[Task data — start]
//! Capstan Store
//!
//! Durable, queryable persistence for execution graphs over a pluggable
//! ordered key-value store.
//!
//! This crate contains:
//! - `kv`: the key-value primitive abstraction and an in-memory backend
//! - `generation`: current/previous store selection for live migration
//! - `serialization`: the flat hash layout for executions and stages
//! - `repository`: the execution repository contract (store, retrieve,
//!   lifecycle transitions, streaming queries, index maintenance)

pub mod config;
pub mod criteria;
pub mod error;
pub mod generation;
pub mod kv;
pub mod repository;
pub mod serialization;

pub use config::RepositoryConfig;
pub use criteria::{ExecutionComparator, ExecutionCriteria};
pub use error::{RepositoryError, StoreError};
pub use generation::StoreGenerations;
pub use kv::{KeyValueStore, ListPosition, MemoryStore, WriteBatch, WriteCommand};
pub use repository::{ExecutionRepository, ExecutionStream};
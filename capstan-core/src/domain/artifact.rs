//! Artifact domain types
//!
//! An `Artifact` is an immutable, content-identifying reference to a
//! deployable or data object. An `ExpectedArtifact` is a pipeline-declared
//! constraint describing what artifact a stage expects to consume, together
//! with its fallback rules and the memoized resolution result.

use serde::{Deserialize, Serialize};
use serde_json::{Map, Value};

/// Reference to a deployable/data object. Matched by value, never mutated
/// after creation.
#[derive(Debug, Clone, Default, PartialEq, Serialize, Deserialize)]
#[serde(rename_all = "camelCase")]
pub struct Artifact {
    #[serde(rename = "type", skip_serializing_if = "Option::is_none")]
    pub artifact_type: Option<String>,
    #[serde(skip_serializing_if = "Option::is_none")]
    pub name: Option<String>,
    #[serde(skip_serializing_if = "Option::is_none")]
    pub version: Option<String>,
    #[serde(skip_serializing_if = "Option::is_none")]
    pub location: Option<String>,
    #[serde(skip_serializing_if = "Option::is_none")]
    pub reference: Option<String>,
    #[serde(skip_serializing_if = "Option::is_none")]
    pub artifact_account: Option<String>,
    #[serde(skip_serializing_if = "Option::is_none")]
    pub provenance: Option<String>,
    #[serde(skip_serializing_if = "Option::is_none")]
    pub uuid: Option<String>,
    #[serde(default, skip_serializing_if = "Map::is_empty")]
    pub metadata: Map<String, Value>,
}

/// A declared constraint on the artifacts a pipeline consumes: a partial
/// match pattern plus fallback rules, and the bound result once resolution
/// has run. Resolution is idempotent; the binding is cached on
/// `bound_artifact` so repeated resolution never re-matches.
#[derive(Debug, Clone, Default, PartialEq, Serialize, Deserialize)]
#[serde(rename_all = "camelCase")]
pub struct ExpectedArtifact {
    #[serde(skip_serializing_if = "Option::is_none")]
    pub id: Option<String>,
    #[serde(default)]
    pub match_artifact: Artifact,
    #[serde(default)]
    pub use_prior_artifact: bool,
    #[serde(default)]
    pub use_default_artifact: bool,
    #[serde(skip_serializing_if = "Option::is_none")]
    pub default_artifact: Option<Artifact>,
    #[serde(skip_serializing_if = "Option::is_none")]
    pub bound_artifact: Option<Artifact>,
}

impl ExpectedArtifact {
    /// Whether `candidate` satisfies this expectation's match pattern.
    ///
    /// Every populated field of the match artifact among type, name,
    /// version, location and reference must equal the candidate's field.
    /// The account is deliberately not part of the match so that a bound
    /// artifact can inherit the match artifact's account afterwards.
    pub fn matches(&self, candidate: &Artifact) -> bool {
        field_matches(&self.match_artifact.artifact_type, &candidate.artifact_type)
            && field_matches(&self.match_artifact.name, &candidate.name)
            && field_matches(&self.match_artifact.version, &candidate.version)
            && field_matches(&self.match_artifact.location, &candidate.location)
            && field_matches(&self.match_artifact.reference, &candidate.reference)
    }
}

fn field_matches(pattern: &Option<String>, value: &Option<String>) -> bool {
    match pattern.as_deref() {
        None | Some("") => true,
        Some(p) => value.as_deref() == Some(p),
    }
}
[Task data — finish]
- _Task objective_:
The full listing above should be returned exactly as supplied.

- _Response_:
//! Capstan Store
//!
//! Durable, queryable persistence for execution graphs over a pluggable
//! ordered key-value store.
//!
//! This crate contains:
//! - `kv`: the key-value primitive abstraction and an in-memory backend
//! - `generation`: current/previous store selection for live migration
//! - `serialization`: the flat hash layout for executions and stages
//! - `repository`: the execution repository contract (store, retrieve,
//!   lifecycle transitions, streaming queries, index maintenance)

pub mod config;
pub mod criteria;
pub mod error;
pub mod generation;
pub mod kv;
pub mod repository;
pub mod serialization;

pub use config::RepositoryConfig;
pub use criteria::{ExecutionComparator, ExecutionCriteria};
pub use error::{RepositoryError, StoreError};
pub use generation::StoreGenerations;
pub use kv::{KeyValueStore, ListPosition, MemoryStore, WriteBatch, WriteCommand};
pub use repository::{ExecutionRepository, ExecutionStream};
filename capstan-core/src/domain/artifact.rs
//! Artifact domain types
//!
//! An `Artifact` is an immutable, content-identifying reference to a
//! deployable or data object. An `ExpectedArtifact` is a pipeline-declared
//! constraint describing what artifact a stage expects to consume, together
//! with its fallback rules and the memoized resolution result.

use serde::{Deserialize, Serialize};
use serde_json::{Map, Value};

/// Reference to a deployable/data object. Matched by value, never mutated
/// after creation.
#[derive(Debug, Clone, Default, PartialEq, Serialize, Deserialize)]
#[serde(rename_all = "camelCase")]
pub struct Artifact {
    #[serde(rename = "type", skip_serializing_if = "Option::is_none")]
    pub artifact_type: Option<String>,
    #[serde(skip_serializing_if = "Option::is_none")]
    pub name: Option<String>,
    #[serde(skip_serializing_if = "Option::is_none")]
    pub version: Option<String>,
    #[serde(skip_serializing_if = "Option::is_none")]
    pub location: Option<String>,
    #[serde(skip_serializing_if = "Option::is_none")]
    pub reference: Option<String>,
    #[serde(skip_serializing_if = "Option::is_none")]
    pub artifact_account: Option<String>,
    #[serde(skip_serializing_if = "Option::is_none")]
    pub provenance: Option<String>,
    #[serde(skip_serializing_if = "Option::is_none")]
    pub uuid: Option<String>,
    #[serde(default, skip_serializing_if = "Map::is_empty")]
    pub metadata: Map<String, Value>,
}

/// A declared constraint on the artifacts a pipeline consumes: a partial
/// match pattern plus fallback rules, and the bound result once resolution
/// has run. Resolution is idempotent; the binding is cached on
/// `bound_artifact` so repeated resolution never re-matches.
#[derive(Debug, Clone, Default, PartialEq, Serialize, Deserialize)]
#[serde(rename_all = "camelCase")]
pub struct ExpectedArtifact {
    #[serde(skip_serializing_if = "Option::is_none")]
    pub id: Option<String>,
    #[serde(default)]
    pub match_artifact: Artifact,
    #[serde(default)]
    pub use_prior_artifact: bool,
    #[serde(default)]
    pub use_default_artifact: bool,
    #[serde(skip_serializing_if = "Option::is_none")]
    pub default_artifact: Option<Artifact>,
    #[serde(skip_serializing_if = "Option::is_none")]
    pub bound_artifact: Option<Artifact>,
}

impl ExpectedArtifact {
    /// Whether `candidate` satisfies this expectation's match pattern.
    ///
    /// Every populated field of the match artifact among type, name,
    /// version, location and reference must equal the candidate's field.
    /// The account is deliberately not part of the match so that a bound
    /// artifact can inherit the match artifact's account afterwards.
    pub fn matches(&self, candidate: &Artifact) -> bool {
        field_matches(&self.match_artifact.artifact_type, &candidate.artifact_type)
            && field_matches(&self.match_artifact.name, &candidate.name)
            && field_matches(&self.match_artifact.version, &candidate.version)
            && field_matches(&self.match_artifact.location, &candidate.location)
            && field_matches(&self.match_artifact.reference, &candidate.reference)
    }
}

fn field_matches(pattern: &Option<String>, value: &Option<String>) -> bool {
    match pattern.as_deref() {
        None | Some("") => true,
        Some(p) => value.as_deref() == Some(p),
    }
}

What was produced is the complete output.